Write pronunciation dictionary ● Markus Forsberg has implemented basic Swedish pronunciation rules. – We use these to generate pronunciations of all word forms in the grammar. ● Can also use Lexin database + Functional Morphology to generate better pronunciations – Lemma pronunciations from Lexin – Word forms from Functional Morphology

Build the acoustic model 1.Transcribe the data using the dictionary. 2.Parametrize the data. 3.Train monophone models. 4.Select the closest pronunciations (using models), retrain. 5.Copy monophone models to make triphone models. 6.Train triphone models.

Create a recognition grammar ● We need a grammar to guide the recognizer – Remember: “recognize speech” / “wreck a nice beach” ● Speech recognition grammars are not fun to write – Simple context-free grammars, or finite automata. – Can generate from a GF grammar: ● GSL (Nuance) ● JSGF (Java Speech API) ● SRGS (W3C standard) ● SLF (HTK)

Evaluation ● Keep some of the recorded data for evaluation. ● Evaluation is automatic using transcribed data, recognition grammar and pronunciation dictionary.

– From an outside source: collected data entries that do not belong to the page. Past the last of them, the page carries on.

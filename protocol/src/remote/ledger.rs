//! # In-Memory Ledger
//!
//! A process-local [`BlockchainResolver`]. It stands in for the real ledger
//! in tests and when the node runs with `--remote mock`.
//!
//! Registration never overwrites: an alias already on the ledger is
//! refused with [`RemoteError::Rejected`].
//!
//! Besides the record map it keeps per-method call counters, an optional
//! artificial latency and an offline switch, which is what tests need to
//! observe cache behaviour and exercise the failure paths.

use std::collections::HashMap;
use std::sync::atomic::{AtomicBool, AtomicU64, Ordering};
use std::time::Duration;

use async_trait::async_trait;
use parking_lot::RwLock;
use tracing::debug;

use super::{BlockchainResolver, CancelToken, RemoteError};
use crate::alias::{normalize, AliasRecord};

#[derive(Debug, Default)]
pub struct InMemoryLedger {
    records: RwLock<HashMap<String, AliasRecord>>,
    latency: RwLock<Duration>,
    offline: AtomicBool,
    resolve_calls: AtomicU64,
    register_calls: AtomicU64,
}

impl InMemoryLedger {
    pub fn new() -> Self {
        Self::default()
    }

    /// Delay every call by `latency` before answering.
    pub fn with_latency(self, latency: Duration) -> Self {
        *self.latency.write() = latency;
        self
    }

    pub fn set_latency(&self, latency: Duration) {
        *self.latency.write() = latency;
    }

    /// While offline every call fails with [`RemoteError::Unavailable`].
    pub fn set_offline(&self, offline: bool) {
        self.offline.store(offline, Ordering::SeqCst);
    }

    /// Put a record straight on the ledger without counting a call.
    pub fn insert(&self, record: AliasRecord) {
        let record = record.canonicalize();
        self.records.write().insert(record.alias.clone(), record);
    }

    pub fn get(&self, alias: &str) -> Option<AliasRecord> {
        self.records.read().get(&normalize(alias)).cloned()
    }

    pub fn len(&self) -> usize {
        self.records.read().len()
    }

    pub fn is_empty(&self) -> bool {
        self.records.read().is_empty()
    }

    /// Number of `resolve` calls received so far.
    pub fn resolve_calls(&self) -> u64 {
        self.resolve_calls.load(Ordering::SeqCst)
    }

    /// Number of `register_on_chain` calls received so far.
    pub fn register_calls(&self) -> u64 {
        self.register_calls.load(Ordering::SeqCst)
    }

    async fn simulate_round_trip(&self) -> Result<(), RemoteError> {
        let latency = *self.latency.read();
        if !latency.is_zero() {
            tokio::time::sleep(latency).await;
        }
        if self.offline.load(Ordering::SeqCst) {
            return Err(RemoteError::Unavailable("ledger is offline".into()));
        }
        Ok(())
    }
}

#[async_trait]
impl BlockchainResolver for InMemoryLedger {
    async fn resolve(&self, alias: &str, cancel: &CancelToken) -> Result<AliasRecord, RemoteError> {
        self.resolve_calls.fetch_add(1, Ordering::SeqCst);
        let key = normalize(alias);
        cancel
            .run(async {
                self.simulate_round_trip().await?;
                let found = self.records.read().get(&key).cloned();
                debug!(alias = %key, hit = found.is_some(), "ledger lookup");
                found.ok_or_else(|| RemoteError::NotFound { alias: key.clone() })
            })
            .await
    }

    async fn register_on_chain(
        &self,
        record: &AliasRecord,
        cancel: &CancelToken,
    ) -> Result<(), RemoteError> {
        self.register_calls.fetch_add(1, Ordering::SeqCst);
        let record = record.clone().canonicalize();
        cancel
            .run(async move {
                self.simulate_round_trip().await?;
                if record.alias.is_empty() {
                    return Err(RemoteError::Rejected {
                        reason: "empty alias".into(),
                    });
                }
                let mut records = self.records.write();
                if records.contains_key(&record.alias) {
                    return Err(RemoteError::Rejected {
                        reason: format!("alias {} already registered", record.alias),
                    });
                }
                debug!(alias = %record.alias, "ledger registration");
                records.insert(record.alias.clone(), record);
                Ok(())
            })
            .await
    }
}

Evaluation results L The phone string lengths used, 1 for monophones and 3 for triphones. TS Number of training utterances. TW Total number of words in the 20 test utterances. CS Percentage of whole test utterances which were recognized correctly. AccThe accuracy (CW - I). CWPercentage of the test words which were recognized correctly. DNumber of deletions as percentage of the number of test words. SNumber of substitutions as percentage of the number of test words. INumber of insertions as percentage of the number of test words.

Future work ● Try with more data. – How good can we make the recognizer with this simple method? ● Tweak model / recognizer parameters – Automatic tweaking using evaluation and machine learning? ● Improve Swedish pronunciation generation. ● Generate more phonetically diverse utterances. ● Improve data collection tool for larger-scale recordings.

Conclusions ● Creating a prototype recognizer has been reduced to: – Writing a GF grammar. – Recording data. – Writing a pronunciation dictionary (automatic for Swedish). ● Quality still low, should try with more data. ● Provides a platform for efficient experimentation.